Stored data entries
——————
//! Shared command parameters for all CLI commands.
//!
//! Parameter names live here so that the command definitions and the
//! actions reading the matches agree on them.

use clap::{Arg, ArgAction};

// Commands
pub const COMMAND_CONFIGURE: &str = "configure";
pub const COMMAND_LIST: &str = "list";
pub const COMMAND_GET: &str = "get";
pub const COMMAND_SET: &str = "set";
pub const COMMAND_DELETE: &str = "delete";

// Parameter names
pub const PARAMETER_ASSET: &str = "asset";
pub const PARAMETER_JWT: &str = "jwt";
pub const PARAMETER_ID: &str = "id";
pub const PARAMETER_VALIDATE: &str = "validate";
pub const PARAMETER_KEYS_ONLY: &str = "keys-only";
pub const PARAMETER_KEY: &str = "key";
pub const PARAMETER_VALUE: &str = "value";

/// Create the global asset parameter.
///
/// Data commands use it to pick the asset for one invocation, `configure`
/// uses it to set the default asset.
pub fn asset_parameter() -> Arg {
    Arg::new(PARAMETER_ASSET)
        .short('a')
        .long(PARAMETER_ASSET)
        .num_args(1)
        .required(false)
        .global(true)
        .value_name("NAME")
        .help("Asset name, overrides the configured default asset")
}

pub fn jwt_parameter() -> Arg {
    Arg::new(PARAMETER_JWT)
        .long(PARAMETER_JWT)
        .num_args(1)
        .required(false)
        .value_name("TOKEN")
        .help("API access token, an empty value removes the stored token")
}

pub fn id_parameter() -> Arg {
    Arg::new(PARAMETER_ID)
        .long(PARAMETER_ID)
        .action(ArgAction::SetTrue)
        .required(false)
        .help("Treat the value of --asset as an asset identifier instead of a name")
}

pub fn validate_parameter() -> Arg {
    Arg::new(PARAMETER_VALIDATE)
        .long(PARAMETER_VALIDATE)
        .action(ArgAction::SetTrue)
        .required(false)
        .help("Check the new settings against the live service before saving")
}

pub fn keys_only_parameter() -> Arg {
    Arg::new(PARAMETER_KEYS_ONLY)
        .long(PARAMETER_KEYS_ONLY)
        .action(ArgAction::SetTrue)
        .required(false)
        .help("Print only the keys")
}

pub fn key_parameter() -> Arg {
    Arg::new(PARAMETER_KEY)
        .required(true)
        .value_name("KEY")
        .help("Entry key")
}

pub fn value_parameter() -> Arg {
    Arg::new(PARAMETER_VALUE)
        .required(true)
        .allow_hyphen_values(true)
        .value_name("VALUE")
        .help("Entry value")
}
//! Command handlers.
//!
//! A parsed command line becomes an [`Action`] through an explicit registry
//! keyed by command name. Running an action logs its start and its exit code
//! and, for every command but `configure`, insists on a stored token first.

use crate::{
    commands::{COMMAND_CONFIGURE, COMMAND_DELETE, COMMAND_GET, COMMAND_LIST, COMMAND_SET},
    context::ExecutionContext,
    error::FactError,
    exit_codes::FactExitCode,
};
use clap::ArgMatches;
use tracing::{debug, error, info};

pub mod configure;
pub mod entries;

pub use configure::ConfigureOptions;

/// One command invocation with its arguments already extracted.
#[derive(Debug, Clone, PartialEq, Eq, strum::IntoStaticStr)]
#[strum(serialize_all = "kebab-case")]
pub enum Action {
    Configure(ConfigureOptions),
    List {
        asset: Option<String>,
        keys_only: bool,
    },
    Get {
        asset: Option<String>,
        key: String,
    },
    Set {
        asset: Option<String>,
        key: String,
        value: String,
    },
    Delete {
        asset: Option<String>,
        key: String,
    },
}

type ActionBuilder = fn(&ArgMatches) -> Result<Action, FactError>;

const REGISTRY: &[(&str, ActionBuilder)] = &[
    (COMMAND_CONFIGURE, configure::from_args),
    (COMMAND_LIST, entries::list_from_args),
    (COMMAND_GET, entries::get_from_args),
    (COMMAND_SET, entries::set_from_args),
    (COMMAND_DELETE, entries::delete_from_args),
];

/// Unknown command names fail instead of falling through to a default.
pub fn build_action(name: &str, matches: &ArgMatches) -> Result<Action, FactError> {
    match REGISTRY.iter().find(|(command, _)| *command == name) {
        Some((_, builder)) => builder(matches),
        None => Err(FactError::CommandNotFound(name.to_string())),
    }
}

impl Action {
    pub fn name(&self) -> &'static str {
        self.into()
    }

    pub async fn run(self, context: &mut ExecutionContext) -> Result<(), FactError> {
        info!("Running: {}", self.name());

        let result = self.execute(context).await;
        match &result {
            Ok(()) => info!("Exited: {}", FactExitCode::Success.code()),
            Err(e) => {
                let code = e.exit_code();
                error!("Exited: {} ({})", code.code(), code.message());
                debug!("{}", e.chain());
                error!("({}) {}", e.kind(), e);
            }
        }
        result
    }

    async fn execute(self, context: &mut ExecutionContext) -> Result<(), FactError> {
        if !matches!(self, Action::Configure(_)) {
            context.require_token()?;
        }

        match self {
            Action::Configure(options) => configure::run(options, context).await,
            Action::List { asset, keys_only } => {
                entries::list(context, asset.as_deref(), keys_only).await
            }
            Action::Get { asset, key } => entries::get(context, asset.as_deref(), &key).await,
            Action::Set { asset, key, value } => {
                entries::set(context, asset.as_deref(), &key, value).await
            }
            Action::Delete { asset, key } => {
                entries::delete(context, asset.as_deref(), &key).await
            }
        }
    }
}

#[cfg(test)]
mod tests {
    use super::*;
    use crate::{
        commands::create_cli_commands,
        configuration::{ConfigPaths, Configuration},
        credentials::Credentials,
        resolution::tests::StubLookup,
    };

    fn action_for(args: &[&str]) -> Result<Action, FactError> {
        let matches = create_cli_commands(&Configuration::default())
            .try_get_matches_from(args)
            .unwrap();
        let (name, sub_matches) = matches.subcommand().unwrap();
        build_action(name, sub_matches)
    }

    #[test]
    fn test_registry_builds_every_command() {
        assert_eq!(
            action_for(&["fact", "set", "rack", "3", "--asset", "node01"]).unwrap(),
            Action::Set {
                asset: Some("node01".to_string()),
                key: "rack".to_string(),
                value: "3".to_string(),
            }
        );
        assert_eq!(
            action_for(&["fact", "list", "--keys-only"]).unwrap(),
            Action::List {
                asset: None,
                keys_only: true,
            }
        );
        assert_eq!(action_for(&["fact", "configure"]).unwrap().name(), "configure");
        assert_eq!(action_for(&["fact", "delete", "rack"]).unwrap().name(), "delete");
        assert_eq!(action_for(&["fact", "get", "rack"]).unwrap().name(), "get");
    }

    #[test]
    fn test_unknown_command_fails_closed() {
        let matches = clap::Command::new("fact").get_matches_from(["fact"]);
        let error = build_action("console", &matches).unwrap_err();
        assert_eq!(error.exit_code(), FactExitCode::InternalError);
        assert_eq!(error.to_string(), "Command not found: console");
    }

    #[tokio::test]
    async fn test_data_commands_require_a_token() {
        let mut context = ExecutionContext::new(
            Configuration::default(),
            Credentials::default(),
            ConfigPaths::in_directory("/nonexistent"),
            Box::new(StubLookup),
        );
        let action = Action::Get {
            asset: Some("node01".to_string()),
            key: "rack".to_string(),
        };
        let error = action.run(&mut context).await.unwrap_err();
        assert_eq!(error.exit_code(), FactExitCode::CredentialsError);
    }
}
——————
● Exercise directions
Go through the records and copy each one exactly.

● Expected answer
//! Shared command parameters for all CLI commands.
//!
//! Parameter names live here so that the command definitions and the
//! actions reading the matches agree on them.

use clap::{Arg, ArgAction};

// Commands
pub const COMMAND_CONFIGURE: &str = "configure";
pub const COMMAND_LIST: &str = "list";
pub const COMMAND_GET: &str = "get";
pub const COMMAND_SET: &str = "set";
pub const COMMAND_DELETE: &str = "delete";

// Parameter names
pub const PARAMETER_ASSET: &str = "asset";
pub const PARAMETER_JWT: &str = "jwt";
pub const PARAMETER_ID: &str = "id";
pub const PARAMETER_VALIDATE: &str = "validate";
pub const PARAMETER_KEYS_ONLY: &str = "keys-only";
pub const PARAMETER_KEY: &str = "key";
pub const PARAMETER_VALUE: &str = "value";

/// Create the global asset parameter.
///
/// Data commands use it to pick the asset for one invocation, `configure`
/// uses it to set the default asset.
pub fn asset_parameter() -> Arg {
    Arg::new(PARAMETER_ASSET)
        .short('a')
        .long(PARAMETER_ASSET)
        .num_args(1)
        .required(false)
        .global(true)
        .value_name("NAME")
        .help("Asset name, overrides the configured default asset")
}

pub fn jwt_parameter() -> Arg {
    Arg::new(PARAMETER_JWT)
        .long(PARAMETER_JWT)
        .num_args(1)
        .required(false)
        .value_name("TOKEN")
        .help("API access token, an empty value removes the stored token")
}

pub fn id_parameter() -> Arg {
    Arg::new(PARAMETER_ID)
        .long(PARAMETER_ID)
        .action(ArgAction::SetTrue)
        .required(false)
        .help("Treat the value of --asset as an asset identifier instead of a name")
}

pub fn validate_parameter() -> Arg {
    Arg::new(PARAMETER_VALIDATE)
        .long(PARAMETER_VALIDATE)
        .action(ArgAction::SetTrue)
        .required(false)
        .help("Check the new settings against the live service before saving")
}

pub fn keys_only_parameter() -> Arg {
    Arg::new(PARAMETER_KEYS_ONLY)
        .long(PARAMETER_KEYS_ONLY)
        .action(ArgAction::SetTrue)
        .required(false)
        .help("Print only the keys")
}

pub fn key_parameter() -> Arg {
    Arg::new(PARAMETER_KEY)
        .required(true)
        .value_name("KEY")
        .help("Entry key")
}

pub fn value_parameter() -> Arg {
    Arg::new(PARAMETER_VALUE)
        .required(true)
        .allow_hyphen_values(true)
        .value_name("VALUE")
        .help("Entry value")
}
//! Command handlers.
//!
//! A parsed command line becomes an [`Action`] through an explicit registry
//! keyed by command name. Running an action logs its start and its exit code
//! and, for every command but `configure`, insists on a stored token first.

use crate::{
    commands::{COMMAND_CONFIGURE, COMMAND_DELETE, COMMAND_GET, COMMAND_LIST, COMMAND_SET},
    context::ExecutionContext,
    error::FactError,
    exit_codes::FactExitCode,
};
use clap::ArgMatches;
use tracing::{debug, error, info};

pub mod configure;
pub mod entries;

pub use configure::ConfigureOptions;

/// One command invocation with its arguments already extracted.
#[derive(Debug, Clone, PartialEq, Eq, strum::IntoStaticStr)]
#[strum(serialize_all = "kebab-case")]
pub enum Action {
    Configure(ConfigureOptions),
    List {
        asset: Option<String>,
        keys_only: bool,
    },
    Get {
        asset: Option<String>,
        key: String,
    },
    Set {
        asset: Option<String>,
        key: String,
        value: String,
    },
    Delete {
        asset: Option<String>,
        key: String,
    },
}

type ActionBuilder = fn(&ArgMatches) -> Result<Action, FactError>;

const REGISTRY: &[(&str, ActionBuilder)] = &[
    (COMMAND_CONFIGURE, configure::from_args),
    (COMMAND_LIST, entries::list_from_args),
    (COMMAND_GET, entries::get_from_args),
    (COMMAND_SET, entries::set_from_args),
    (COMMAND_DELETE, entries::delete_from_args),
];

/// Unknown command names fail instead of falling through to a default.
pub fn build_action(name: &str, matches: &ArgMatches) -> Result<Action, FactError> {
    match REGISTRY.iter().find(|(command, _)| *command == name) {
        Some((_, builder)) => builder(matches),
        None => Err(FactError::CommandNotFound(name.to_string())),
    }
}

impl Action {
    pub fn name(&self) -> &'static str {
        self.into()
    }

    pub async fn run(self, context: &mut ExecutionContext) -> Result<(), FactError> {
        info!("Running: {}", self.name());

        let result = self.execute(context).await;
        match &result {
            Ok(()) => info!("Exited: {}", FactExitCode::Success.code()),
            Err(e) => {
                let code = e.exit_code();
                error!("Exited: {} ({})", code.code(), code.message());
                debug!("{}", e.chain());
                error!("({}) {}", e.kind(), e);
            }
        }
        result
    }

    async fn execute(self, context: &mut ExecutionContext) -> Result<(), FactError> {
        if !matches!(self, Action::Configure(_)) {
            context.require_token()?;
        }

        match self {
            Action::Configure(options) => configure::run(options, context).await,
            Action::List { asset, keys_only } => {
                entries::list(context, asset.as_deref(), keys_only).await
            }
            Action::Get { asset, key } => entries::get(context, asset.as_deref(), &key).await,
            Action::Set { asset, key, value } => {
                entries::set(context, asset.as_deref(), &key, value).await
            }
            Action::Delete { asset, key } => {
                entries::delete(context, asset.as_deref(), &key).await
            }
        }
    }
}

#[cfg(test)]
mod tests {
    use super::*;
    use crate::{
        commands::create_cli_commands,
        configuration::{ConfigPaths, Configuration},
        credentials::Credentials,
        resolution::tests::StubLookup,
    };

    fn action_for(args: &[&str]) -> Result<Action, FactError> {
        let matches = create_cli_commands(&Configuration::default())
            .try_get_matches_from(args)
            .unwrap();
        let (name, sub_matches) = matches.subcommand().unwrap();
        build_action(name, sub_matches)
    }

    #[test]
    fn test_registry_builds_every_command() {
        assert_eq!(
            action_for(&["fact", "set", "rack", "3", "--asset", "node01"]).unwrap(),
            Action::Set {
                asset: Some("node01".to_string()),
                key: "rack".to_string(),
                value: "3".to_string(),
            }
        );
        assert_eq!(
            action_for(&["fact", "list", "--keys-only"]).unwrap(),
            Action::List {
                asset: None,
                keys_only: true,
            }
        );
        assert_eq!(action_for(&["fact", "configure"]).unwrap().name(), "configure");
        assert_eq!(action_for(&["fact", "delete", "rack"]).unwrap().name(), "delete");
        assert_eq!(action_for(&["fact", "get", "rack"]).unwrap().name(), "get");
    }

    #[test]
    fn test_unknown_command_fails_closed() {
        let matches = clap::Command::new("fact").get_matches_from(["fact"]);
        let error = build_action("console", &matches).unwrap_err();
        assert_eq!(error.exit_code(), FactExitCode::InternalError);
        assert_eq!(error.to_string(), "Command not found: console");
    }

    #[tokio::test]
    async fn test_data_commands_require_a_token() {
        let mut context = ExecutionContext::new(
            Configuration::default(),
            Credentials::default(),
            ConfigPaths::in_directory("/nonexistent"),
            Box::new(StubLookup),
        );
        let action = Action::Get {
            asset: Some("node01".to_string()),
            key: "rack".to_string(),
        };
        let error = action.run(&mut context).await.unwrap_err();
        assert_eq!(error.exit_code(), FactExitCode::CredentialsError);
    }
}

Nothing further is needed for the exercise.